Getting back to working out after a break isn’t as easy as dusting off your sneakers and renewing your gym membership. If you’re wondering how to start exercising again and feel overwhelmed about where to even begin, well, that’s totally valid.
First things first: Know that it’s completely okay that you had to pause your exercise routine in the first place, Teddy Savage, CPT, a Baltimore-based national lead trainer for Planet Fitness, tells SELF. Life happens, and “fitness journeys can start and stop and restart again,” he says.
So instead of beating yourself up because your three-times-a-week cardio habit fell by the wayside, celebrate the fact that you’re taking steps to start working out again—and yes, reading this article counts as a step.
To help you navigate your re-entry into fitness, we tapped exercise pros for their advice on establishing a routine that is safe, effective, and actually enjoyable. From how to build a workout plan, to the importance of setting realistic fitness goals, to simple tips for reducing injury risk—and a whole lot more—here’s the intel you need to get back on track with a good workout groove.
No matter your current fitness level or the amount of time you’ve been out of the game, let this be your go-to guide for how to start exercising again. Let’s get sweating, shall we?
If you’re just easing back into exercise, creating a workout routine can help you stay consistent without overdoing it. Without a plan, you may be tempted to slide right back into your old gym routine or strive to hit your former fitness benchmarks, Kellen Scantlebury, DPT, CSCS, founder of Fit Club NY, tells SELF. But this may not be realistic or safe based on your current fitness level. (On that note, if it’s been a while since you’ve been active, it’s a good idea to check in with your doctor before beginning a new program—just to make sure you’re all cleared to exercise, says Katie Pierson, CPT, a Montana-based certified personal trainer, spinning instructor, and contributor at Girl Bike Love.)
But instead of mapping out the next six months (or some other daunting period of time), start by planning the next two to four weeks, Scantlebury suggests. In terms of frequency, strive for two exercise days a week at the start, Pierson adds. “A lot of people are like, ‘I have to be working out six days a week,’” she continues. “No, you really don’t.” Striving for that frequency off the bat can lead to burnout—plus, it’s just not necessary for progress.
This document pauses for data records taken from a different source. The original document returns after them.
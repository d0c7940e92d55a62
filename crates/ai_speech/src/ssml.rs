//! SSML construction for Azure Speech synthesis
//!
//! Two shapes are produced: Personal Voice synthesis (the
//! `mstts:ttsembedding` element applies the speaker profile) and catalog
//! previews with prosody controls. Every interpolated value is XML-escaped.

/// Escape a string for embedding in SSML text or attribute position.
#[must_use]
pub fn escape_xml(input: &str) -> String {
    let mut out = String::with_capacity(input.len());
    for ch in input.chars() {
        match ch {
            '&' => out.push_str("&amp;"),
            '<' => out.push_str("&lt;"),
            '>' => out.push_str("&gt;"),
            '\'' => out.push_str("&apos;"),
            '"' => out.push_str("&quot;"),
            _ => out.push(ch),
        }
    }
    out
}

/// Build SSML for Personal Voice synthesis.
///
/// The `mstts:ttsembedding` tag is what applies the Personal Voice speaker
/// profile; `voice_name` stays the base model voice.
#[must_use]
pub fn personal_voice_ssml(
    text: &str,
    speaker_profile_id: &str,
    voice_name: &str,
    language: &str,
) -> String {
    let safe_text = escape_xml(text);
    let safe_profile = escape_xml(speaker_profile_id);
    let safe_voice = escape_xml(voice_name);
    let safe_lang = escape_xml(language);

    // Keep this in a predictable, single-line format the service accepts.
    format!(
        "<speak version='1.0' \
         xmlns='http://www.w3.org/2001/10/synthesis' \
         xml:lang='{safe_lang}' \
         xmlns:mstts='http://www.w3.org/2001/mstts'>\
         <voice name='{safe_voice}'>\
         <mstts:ttsembedding speakerProfileId='{safe_profile}'>\
         <lang xml:lang='{safe_lang}'>{safe_text}</lang>\
         </mstts:ttsembedding>\
         </voice>\
         </speak>"
    )
}

/// Prosody controls for catalog voice previews.
///
/// Slider values are centered on 1.0; the conversions below turn them into
/// the relative units SSML expects.
#[derive(Debug, Clone, Copy, PartialEq)]
pub struct Prosody {
    /// Speaking rate multiplier (0.5 - 2.0)
    pub rate: f32,
    /// Pitch multiplier (0.5 - 2.0)
    pub pitch: f32,
    /// Volume multiplier (0.5 - 2.0)
    pub volume: f32,
}

impl Default for Prosody {
    fn default() -> Self {
        Self {
            rate: 1.0,
            pitch: 1.0,
            volume: 1.0,
        }
    }
}

impl Prosody {
    /// Rate expressed as a signed percentage offset
    #[must_use]
    pub fn rate_percent(&self) -> f32 {
        (self.rate - 1.0) * 100.0
    }

    /// Pitch expressed as signed semitones
    #[must_use]
    pub fn pitch_semitones(&self) -> f32 {
        (self.pitch - 1.0) * 10.0
    }

    /// Volume expressed as signed decibels
    #[must_use]
    pub fn volume_db(&self) -> f32 {
        (self.volume - 1.0) * 10.0
    }
}

/// Build SSML for a catalog voice preview with prosody controls.
#[must_use]
pub fn prosody_ssml(voice_name: &str, locale: &str, text: &str, prosody: &Prosody) -> String {
    let safe_voice = escape_xml(voice_name);
    let safe_locale = escape_xml(locale);
    let safe_text = escape_xml(text);

    format!(
        "<speak version='1.0' xmlns='http://www.w3.org/2001/10/synthesis' \
         xmlns:mstts='https://www.w3.org/2001/mstts' xml:lang='{safe_locale}'>\n\
         \x20 <voice name='{safe_voice}'>\n\
         \x20   <prosody rate='{rate:+.0}%' pitch='{pitch:+.0}st' volume='{volume:+.0}dB'>\n\
         \x20     {safe_text}\n\
         \x20   </prosody>\n\
         \x20 </voice>\n\
         </speak>",
        rate = prosody.rate_percent(),
        pitch = prosody.pitch_semitones(),
        volume = prosody.volume_db(),
    )
}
You can gradually increase that to three days a week, Pierson says. And if it makes sense with your schedule and goals, you can eventually work your way up to a couple more. (Here’s how to create a balanced and effective weekly workout program.)
Once you’ve dialed in your plan, plug it into your calendar. Having it set as a concrete part of your day can make you less likely to cancel on yourself.
Setting goals can be a great first step when navigating starting to exercise again, but the key is to ensure that they’re realistic. Attainable objectives can provide confidence-boosting wins and give you the mojo you need to achieve long-term results.